Location disclosed when we confirm your seat in the room. In Buckhead June 1st.
Forum, or originally Zegg Forum, is a relational practice that comes from the New Culture movement. It has one central concern: the relationship between one person speaking (Presenter) and the group listening (Group).
That sounds simple. What it produces is anything but.
In Forum, the Presenter steps into the center and shares what's alive for them.
The Group holds that with full attention. The facilitator’s primary purpose is to help the Presenter go deeper, and help the Group stay present, collaborative, and involved rather than reactive or disconnected. Over time, what was hidden underneath everything else gets a chance to surface. Real feelings find room. Genuine connection forms because the usual layers of performance and management aren't operating.
This is not therapy. It is not a support group in the traditional sense. It is not a space where someone tells you how to feel or what to do with what you're carrying.
It is a practice that was specifically designed by and for communities—people who choose to be in relationship with each other over time. The depth of what Forum produces comes from returning to it.
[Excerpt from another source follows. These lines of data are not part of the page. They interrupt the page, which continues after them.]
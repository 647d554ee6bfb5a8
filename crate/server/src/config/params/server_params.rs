use std::{fmt, num::NonZeroUsize, path::PathBuf, time::Duration};

use hsm_signer_base_hsm::SessionConfig;

use crate::{
    config::ClapConfig,
    error::SignerError,
    result::SResult,
    signer_ensure,
};

/// Delay between two reads of the HSM client log once its end is reached
const CLIENT_LOG_POLL_INTERVAL: Duration = Duration::from_millis(100);

/// Where the keystore snapshots are stored in the object store
#[derive(Debug, Clone, PartialEq, Eq)]
pub struct SnapshotLocation {
    pub bucket: String,
    pub key: String,
    pub region: String,
}

impl SnapshotLocation {
    /// The bucket holding the keystore snapshot of a cluster
    #[must_use]
    pub fn bucket_name(cluster_id: &str) -> String {
        format!("keystore-{cluster_id}")
    }
}

#[derive(Debug, Clone, PartialEq, Eq)]
pub struct CacheParams {
    /// `None` for an unbounded cache
    pub capacity: Option<NonZeroUsize>,
    /// `None` disables the expiry sweeper
    pub ttl: Option<Duration>,
    pub sweep_interval: Option<Duration>,
}

/// The runtime parameters of the signer, validated from a [`ClapConfig`]
pub struct ServerParams {
    pub hostname: String,
    pub port: u16,
    pub max_payload_bytes: usize,

    pub session: SessionConfig,
    /// Static answer of the HSM directory
    pub hsm_address: Option<String>,
    pub pkcs11_lib: PathBuf,
    pub key_size_bits: u32,
    pub allow_software_fallback: bool,

    pub cache: CacheParams,

    pub keystore_file: PathBuf,
    pub snapshot: SnapshotLocation,
    pub object_store_root: PathBuf,
    pub secrets_root: PathBuf,

    pub signing_timeout: Duration,
    pub dependency_timeout: Duration,
}

/// Upper bound of every configured duration: one year
const MAX_DURATION_SECS: u64 = 365 * 24 * 3600;

/// `None` for a value ≤ 0, an error above [`MAX_DURATION_SECS`]
fn positive_secs(name: &str, value: i64) -> SResult<Option<Duration>> {
    let Some(secs) = u64::try_from(value).ok().filter(|secs| *secs > 0) else {
        return Ok(None);
    };
    bounded_secs(name, secs).map(Some)
}

fn bounded_secs(name: &str, secs: u64) -> SResult<Duration> {
    signer_ensure!(
        secs <= MAX_DURATION_SECS,
        SignerError::InvalidRequest(format!(
            "{name} of {secs} seconds exceeds the maximum of {MAX_DURATION_SECS} seconds"
        ))
    );
    Ok(Duration::from_secs(secs))
}

impl TryFrom<ClapConfig> for ServerParams {
    type Error = SignerError;

    fn try_from(conf: ClapConfig) -> SResult<Self> {
        let hsm = conf.hsm;
        signer_ensure!(
            !hsm.cluster_id.trim().is_empty(),
            SignerError::InvalidRequest("the HSM cluster identifier is required".to_owned())
        );
        signer_ensure!(
            hsm.key_size_bits >= 2048,
            SignerError::InvalidRequest(format!(
                "RSA keys of {} bits are too small",
                hsm.key_size_bits
            ))
        );
        signer_ensure!(
            conf.signing_timeout_secs > 0 && conf.dependency_timeout_secs > 0,
            SignerError::InvalidRequest("timeouts must be positive".to_owned())
        );
        let dependency_timeout =
            bounded_secs("the dependency timeout", conf.dependency_timeout_secs)?;
        let signing_timeout = bounded_secs("the signing timeout", conf.signing_timeout_secs)?;
        let readiness_timeout =
            bounded_secs("the readiness timeout", hsm.readiness_timeout_secs)?;

        let keystore_key = conf
            .keystore
            .keystore_file
            .file_name()
            .map(|name| name.to_string_lossy().into_owned())
            .ok_or_else(|| {
                SignerError::InvalidRequest(format!(
                    "invalid keystore file: {}",
                    conf.keystore.keystore_file.display()
                ))
            })?;

        let cache = CacheParams {
            capacity: usize::try_from(conf.cache.cache_max_items)
                .ok()
                .and_then(NonZeroUsize::new),
            ttl: positive_secs("the cache TTL", conf.cache.cache_ttl_secs)?,
            sweep_interval: positive_secs(
                "the cache sweep interval",
                conf.cache.cache_sweep_interval_secs,
            )?,
        };

        let session = SessionConfig {
            cluster_id: hsm.cluster_id.clone(),
            region: hsm.region.clone(),
            partition: hsm.partition,
            client_bin: hsm.client_bin,
            client_args: vec![hsm.client_config.to_string_lossy().into_owned()],
            configure_bin: hsm
                .configure_bin
                .filter(|path| !path.as_os_str().is_empty()),
            client_log: hsm.client_log,
            readiness_marker: hsm.readiness_marker,
            readiness_timeout,
            dependency_timeout,
            poll_interval: CLIENT_LOG_POLL_INTERVAL,
        };

        Ok(Self {
            hostname: conf.http.hostname,
            port: conf.http.port,
            max_payload_bytes: conf.http.max_payload_bytes,
            session,
            hsm_address: hsm.hsm_address,
            pkcs11_lib: hsm.pkcs11_lib,
            key_size_bits: hsm.key_size_bits,
            allow_software_fallback: hsm.allow_software_fallback,
            cache,
            snapshot: SnapshotLocation {
                bucket: SnapshotLocation::bucket_name(&hsm.cluster_id),
                key: keystore_key,
                region: hsm.region,
            },
            keystore_file: conf.keystore.keystore_file,
            object_store_root: conf.keystore.object_store_root,
            secrets_root: conf.keystore.secrets_root,
            signing_timeout,
            dependency_timeout,
        })
    }
}

impl fmt::Debug for ServerParams {
    fn fmt(&self, f: &mut fmt::Formatter<'_>) -> fmt::Result {
        f.debug_struct("")
            .field("http", &format!("http://{}:{}", self.hostname, self.port))
            .field("cluster", &self.session.cluster_id)
            .field("region", &self.session.region)
            .field("partition", &self.session.partition)
            .field("hsm client", &self.session.client_bin)
            .field("hsm address", &self.hsm_address)
            .field("pkcs11 library", &self.pkcs11_lib)
            .field("key size", &self.key_size_bits)
            .field("software fallback", &self.allow_software_fallback)
            .field("cache", &self.cache)
            .field("keystore file", &self.keystore_file)
            .field("keystore snapshot", &self.snapshot)
            .field("signing timeout", &self.signing_timeout)
            .finish_non_exhaustive()
    }
}

#[expect(clippy::unwrap_used)]
#[cfg(test)]
mod tests {
    use super::*;
    use crate::config::{CacheConfig, HsmConfig};

    fn clap_config() -> ClapConfig {
        ClapConfig {
            hsm: HsmConfig {
                cluster_id: "cluster-1234".to_owned(),
                ..Default::default()
            },
            ..Default::default()
        }
    }

    #[test]
    fn test_server_params() {
        let params = ServerParams::try_from(clap_config()).unwrap();
        assert_eq!(params.snapshot.bucket, "keystore-cluster-1234");
        assert_eq!(params.snapshot.key, "KeyStoreHSM");
        assert_eq!(params.snapshot.region, "us-east-1");
        assert_eq!(
            params.session.client_args,
            vec!["/opt/cloudhsm/etc/cloudhsm_client.cfg".to_owned()]
        );
        assert_eq!(params.cache.capacity, NonZeroUsize::new(3000));
        assert_eq!(params.cache.ttl, Some(Duration::from_secs(600)));
        assert_eq!(params.cache.sweep_interval, Some(Duration::from_secs(100)));
    }

    #[test]
    fn test_disabled_cache_features() {
        let mut config = clap_config();
        config.cache = CacheConfig {
            cache_ttl_secs: 0,
            cache_sweep_interval_secs: -5,
            cache_max_items: -1,
        };
        config.hsm.configure_bin = Some(PathBuf::new());
        let params = ServerParams::try_from(config).unwrap();
        assert_eq!(params.cache.capacity, None);
        assert_eq!(params.cache.ttl, None);
        assert_eq!(params.cache.sweep_interval, None);
        assert_eq!(params.session.configure_bin, None);
    }

    #[test]
    fn test_invalid_config() {
        assert!(matches!(
            ServerParams::try_from(ClapConfig::default()),
            Err(SignerError::InvalidRequest(_))
        ));
        let mut config = clap_config();
        config.hsm.key_size_bits = 1024;
        ServerParams::try_from(config).unwrap_err();
    }

    #[test]
    fn test_oversized_durations() {
        let mut config = clap_config();
        config.cache.cache_sweep_interval_secs = i64::MAX - 1;
        assert!(matches!(
            ServerParams::try_from(config),
            Err(SignerError::InvalidRequest(m)) if m.contains("sweep interval")
        ));

        let mut config = clap_config();
        config.cache.cache_ttl_secs = i64::MAX;
        ServerParams::try_from(config).unwrap_err();

        let mut config = clap_config();
        config.signing_timeout_secs = u64::MAX;
        ServerParams::try_from(config).unwrap_err();

        let mut config = clap_config();
        config.cache.cache_sweep_interval_secs = i64::try_from(MAX_DURATION_SECS).unwrap();
        let params = ServerParams::try_from(config).unwrap();
        assert_eq!(
            params.cache.sweep_interval,
            Some(Duration::from_secs(MAX_DURATION_SECS))
        );
    }
}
One circle begins something. The next one continues it. That's why this is a monthly gathering with a limited number of seats.
Forum is movement-based. You will be on your feet, moving through the space. The movement is purposeful and central to this process—it's how the practice works. Talking while you move changes what you can access. Forum is also meant to be accessible—the movement invited is only the movement you are comfortable doing and that lives within your physical ability.
Forum is consent-driven at every level. Nothing will be asked of you that you haven't agreed to, from intervention to the lightest touch. You will never be pushed past a stopping point you haven't chosen. The facilitator will check in with you before anything is done.
You can pause, redirect, or stop entirely at any moment.
Forum can also be activating. Strong emotions are welcome into the circle, and some of the stretch you experience as part of the container happens in those moments. The collective holds the intensity, and the individual may still need more support. We hold space for the need to be noticed, expressed, and met with respect to your individual preferences.
You’re someone who shows up for others. You organize, you advocate, you hold space for your community, and you carry the particular weight of doing that while also wishing you were being held, too.
Being a queer activist is its own specific experience. It's not the same as being part of the queer community. It's not the same as being an activist, even if we also understand each other well. The intersection is its own territory, and most spaces—including many LGBTQ+-affirming spaces—don’t seem to provide the empathy that lands most powerfully inside of this experience.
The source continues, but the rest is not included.